**What you have to do**
Give back all of the records underneath exactly, with no omissions.

(Record extracts begins)

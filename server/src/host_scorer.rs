//! Ranks peers by how well they could run the authoritative simulation.
//!
//! Everything here is a pure function of [`PeerStats`]. Each metric is
//! normalised into `[0, 1]` over a fixed range and combined with fixed
//! weights; peers that fail the hard thresholds are only considered when
//! nobody passes them.

use crate::connection_monitor::{PeerStats, DEFAULT_PING_MS};
use shared::{PauseReason, PeerId};

pub const PING_WEIGHT: f32 = 0.5;
pub const STABILITY_WEIGHT: f32 = 0.2;
pub const SPEED_WEIGHT: f32 = 0.2;
pub const LAG_REPORT_WEIGHT: f32 = 0.3;

const PING_RANGE: (f32, f32) = (0.0, 300.0);
const STD_DEV_RANGE: (f32, f32) = (0.0, 100.0);
const SPEED_RANGE: (f32, f32) = (0.0, 10.0);
const LAG_REPORT_RANGE: (f32, f32) = (0.0, 10.0);

pub const MAX_PING_MS: f32 = 200.0;
pub const MAX_PING_STD_DEV_MS: f32 = 50.0;
pub const MIN_CONNECTION_SPEED: f32 = 1.0;
pub const MAX_LAG_REPORTS: u32 = 3;

/// Clamps `value` into `[lo, hi]` and maps it onto `[0, 1]`.
pub fn normalize(value: f32, (lo, hi): (f32, f32)) -> f32 {
    if hi <= lo {
        return 0.0;
    }
    ((value - lo) / (hi - lo)).clamp(0.0, 1.0)
}

/// Suitability score, higher is better.
pub fn score(stats: &PeerStats) -> f32 {
    let avg_ping = stats.average_ping().unwrap_or(DEFAULT_PING_MS);

    PING_WEIGHT * (1.0 - normalize(avg_ping, PING_RANGE))
        + STABILITY_WEIGHT * (1.0 - normalize(stats.ping_std_dev(), STD_DEV_RANGE))
        + SPEED_WEIGHT * normalize(stats.declared_speed(), SPEED_RANGE)
        - LAG_REPORT_WEIGHT * normalize(stats.lag_reports as f32, LAG_REPORT_RANGE)
}

pub fn passes_thresholds(stats: &PeerStats) -> bool {
    let avg_ping = stats.average_ping().unwrap_or(DEFAULT_PING_MS);
    avg_ping <= MAX_PING_MS
        && stats.ping_std_dev() <= MAX_PING_STD_DEV_MS
        && stats.declared_speed() >= MIN_CONNECTION_SPEED
        && stats.lag_reports <= MAX_LAG_REPORTS
}

/// Whether the current authority should hand over, and why.
///
/// Peers without samples are never degraded on ping grounds.
pub fn is_degraded(stats: &PeerStats) -> Option<PauseReason> {
    if stats.average_ping().is_some_and(|avg| avg > MAX_PING_MS) {
        Some(PauseReason::HighPing)
    } else if stats.ping_std_dev() > MAX_PING_STD_DEV_MS {
        Some(PauseReason::UnstablePing)
    } else if stats.lag_reports > MAX_LAG_REPORTS {
        Some(PauseReason::LagReports)
    } else {
        None
    }
}

/// Candidates scored and sorted best first. Equal scores keep id order.
pub fn rank<'a>(candidates: impl IntoIterator<Item = (PeerId, &'a PeerStats)>) -> Vec<(PeerId, f32)> {
    let mut ranked: Vec<(PeerId, f32)> = candidates
        .into_iter()
        .map(|(id, stats)| (id, score(stats)))
        .collect();
    ranked.sort_by(|a, b| b.1.total_cmp(&a.1).then(a.0.cmp(&b.0)));
    ranked
}

/// Picks the best authority among `candidates`, `None` if there are none.
pub fn select_best_host<'a>(
    candidates: impl IntoIterator<Item = (PeerId, &'a PeerStats)>,
) -> Option<PeerId> {
    let all: Vec<(PeerId, &PeerStats)> = candidates.into_iter().collect();
    let eligible: Vec<(PeerId, &PeerStats)> = all
        .iter()
        .copied()
        .filter(|(_, stats)| passes_thresholds(stats))
        .collect();

    let pool = if eligible.is_empty() { all } else { eligible };
    rank(pool).first().map(|(id, _)| *id)
}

(Record extracts ends)

**Result of this exercise**
filename server/src/host_scorer.rs
//! Ranks peers by how well they could run the authoritative simulation.
//!
//! Everything here is a pure function of [`PeerStats`]. Each metric is
//! normalised into `[0, 1]` over a fixed range and combined with fixed
//! weights; peers that fail the hard thresholds are only considered when
//! nobody passes them.

use crate::connection_monitor::{PeerStats, DEFAULT_PING_MS};
use shared::{PauseReason, PeerId};

pub const PING_WEIGHT: f32 = 0.5;
pub const STABILITY_WEIGHT: f32 = 0.2;
pub const SPEED_WEIGHT: f32 = 0.2;
pub const LAG_REPORT_WEIGHT: f32 = 0.3;

const PING_RANGE: (f32, f32) = (0.0, 300.0);
const STD_DEV_RANGE: (f32, f32) = (0.0, 100.0);
const SPEED_RANGE: (f32, f32) = (0.0, 10.0);
const LAG_REPORT_RANGE: (f32, f32) = (0.0, 10.0);

pub const MAX_PING_MS: f32 = 200.0;
pub const MAX_PING_STD_DEV_MS: f32 = 50.0;
pub const MIN_CONNECTION_SPEED: f32 = 1.0;
pub const MAX_LAG_REPORTS: u32 = 3;

/// Clamps `value` into `[lo, hi]` and maps it onto `[0, 1]`.
pub fn normalize(value: f32, (lo, hi): (f32, f32)) -> f32 {
    if hi <= lo {
        return 0.0;
    }
    ((value - lo) / (hi - lo)).clamp(0.0, 1.0)
}

/// Suitability score, higher is better.
pub fn score(stats: &PeerStats) -> f32 {
    let avg_ping = stats.average_ping().unwrap_or(DEFAULT_PING_MS);

    PING_WEIGHT * (1.0 - normalize(avg_ping, PING_RANGE))
        + STABILITY_WEIGHT * (1.0 - normalize(stats.ping_std_dev(), STD_DEV_RANGE))
        + SPEED_WEIGHT * normalize(stats.declared_speed(), SPEED_RANGE)
        - LAG_REPORT_WEIGHT * normalize(stats.lag_reports as f32, LAG_REPORT_RANGE)
}

pub fn passes_thresholds(stats: &PeerStats) -> bool {
    let avg_ping = stats.average_ping().unwrap_or(DEFAULT_PING_MS);
    avg_ping <= MAX_PING_MS
        && stats.ping_std_dev() <= MAX_PING_STD_DEV_MS
        && stats.declared_speed() >= MIN_CONNECTION_SPEED
        && stats.lag_reports <= MAX_LAG_REPORTS
}

/// Whether the current authority should hand over, and why.
///
/// Peers without samples are never degraded on ping grounds.
pub fn is_degraded(stats: &PeerStats) -> Option<PauseReason> {
    if stats.average_ping().is_some_and(|avg| avg > MAX_PING_MS) {
        Some(PauseReason::HighPing)
    } else if stats.ping_std_dev() > MAX_PING_STD_DEV_MS {
        Some(PauseReason::UnstablePing)
    } else if stats.lag_reports > MAX_LAG_REPORTS {
        Some(PauseReason::LagReports)
    } else {
        None
    }
}

/// Candidates scored and sorted best first. Equal scores keep id order.
pub fn rank<'a>(candidates: impl IntoIterator<Item = (PeerId, &'a PeerStats)>) -> Vec<(PeerId, f32)> {
    let mut ranked: Vec<(PeerId, f32)> = candidates
        .into_iter()
        .map(|(id, stats)| (id, score(stats)))
        .collect();
    ranked.sort_by(|a, b| b.1.total_cmp(&a.1).then(a.0.cmp(&b.0)));
    ranked
}

/// Picks the best authority among `candidates`, `None` if there are none.
pub fn select_best_host<'a>(
    candidates: impl IntoIterator<Item = (PeerId, &'a PeerStats)>,
) -> Option<PeerId> {
    let all: Vec<(PeerId, &PeerStats)> = candidates.into_iter().collect();
    let eligible: Vec<(PeerId, &PeerStats)> = all
        .iter()
        .copied()
        .filter(|(_, stats)| passes_thresholds(stats))
        .collect();

    let pool = if eligible.is_empty() { all } else { eligible };
    rank(pool).first().map(|(id, _)| *id)
}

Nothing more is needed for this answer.